Recorded data:
────────────────
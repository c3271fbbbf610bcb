//! Transport trait definitions.
//!
//! The fetch layer never talks to the network directly. It asks a
//! `FootballTransport` for an endpoint and gets JSON or a classified failure
//! back, which keeps rate limiting, caching and filtering testable without
//! sockets.

use std::time::Duration;

use async_trait::async_trait;
use serde_json::Value;

use crate::errors::TransportError;

/// Capability to fetch one endpoint of the football-data.org v4 API.
///
/// # Example
///
/// ```ignore
/// use async_trait::async_trait;
/// use matchday_football_data::provider::FootballTransport;
///
/// struct CannedTransport(serde_json::Value);
///
/// #[async_trait]
/// impl FootballTransport for CannedTransport {
///     fn id(&self) -> &'static str {
///         "CANNED"
///     }
///
///     async fn fetch(&self, _endpoint: &str, _timeout: Duration) -> Result<Value, TransportError> {
///         Ok(self.0.clone())
///     }
/// }
/// ```
#[async_trait]
pub trait FootballTransport: Send + Sync {
    /// Identifier used in log lines.
    fn id(&self) -> &'static str;

    /// Fetch an endpoint relative to the API root.
    ///
    /// # Arguments
    ///
    /// * `endpoint` - Path and query, e.g. `teams/57/matches?season=2023&limit=30`
    /// * `timeout` - Upper bound for the whole request
    ///
    /// # Returns
    ///
    /// The parsed JSON body on a 2xx response, otherwise a [`TransportError`]
    /// carrying the status code or the underlying cause.
    async fn fetch(&self, endpoint: &str, timeout: Duration) -> Result<Value, TransportError>;
}
//! football-data.org v4 transport.
//!
//! Free tier accounts are limited to 10 calls per minute; pacing is the
//! fetch layer's job, this client only performs single requests.
//! API documentation: https://www.football-data.org/documentation/api

use std::time::Duration;

use async_trait::async_trait;
use reqwest::Client;
use serde_json::Value;
use tracing::{debug, warn};

use crate::config::FootballDataConfig;
use crate::errors::TransportError;
use crate::provider::FootballTransport;

const PROVIDER_ID: &str = "FOOTBALL_DATA";

/// Header carrying the API token.
const AUTH_HEADER: &str = "X-Auth-Token";

/// HTTP client for football-data.org.
pub struct FootballDataClient {
    client: Client,
    base_url: String,
    api_key: Option<String>,
}

impl FootballDataClient {
    /// Create a client for the given API root and optional token.
    pub fn new(base_url: impl Into<String>, api_key: Option<String>) -> Self {
        let client = Client::builder()
            .user_agent(concat!("matchday/", env!("CARGO_PKG_VERSION")))
            .build()
            .unwrap_or_else(|_| Client::new());

        let base_url = base_url.into().trim_end_matches('/').to_string();

        Self {
            client,
            base_url,
            api_key: api_key.filter(|key| !key.trim().is_empty()),
        }
    }

    pub fn from_config(config: &FootballDataConfig) -> Self {
        Self::new(config.base_url.clone(), config.api_key.clone())
    }

    fn url_for(&self, endpoint: &str) -> String {
        format!("{}/{}", self.base_url, endpoint.trim_start_matches('/'))
    }
}

#[async_trait]
impl FootballTransport for FootballDataClient {
    fn id(&self) -> &'static str {
        PROVIDER_ID
    }

    async fn fetch(&self, endpoint: &str, timeout: Duration) -> Result<Value, TransportError> {
        let url = self.url_for(endpoint);

        let mut request = self.client.get(&url).timeout(timeout);
        if let Some(api_key) = &self.api_key {
            request = request.header(AUTH_HEADER, api_key);
        } else {
            warn!("{}: no API key configured, request will likely be rejected", PROVIDER_ID);
        }

        debug!("{} request: {}", PROVIDER_ID, endpoint);

        let response = request.send().await.map_err(|e| {
            if e.is_timeout() {
                TransportError::Timeout
            } else {
                TransportError::Network(e.to_string())
            }
        })?;

        let status = response.status();
        if !status.is_success() {
            let body = response.text().await.unwrap_or_default();
            let message = if body.is_empty() {
                status
                    .canonical_reason()
                    .unwrap_or("unexpected status")
                    .to_string()
            } else {
                body
            };
            return Err(TransportError::Status {
                status: status.as_u16(),
                message,
            });
        }

        response.json::<Value>().await.map_err(|e| {
            if e.is_timeout() {
                TransportError::Timeout
            } else {
                TransportError::Decode(e.to_string())
            }
        })
    }
}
────────────────
What is required:
Filter the lines above, keeping each one that contains the string "message".

Answer below:
            let message = if body.is_empty() {
                message,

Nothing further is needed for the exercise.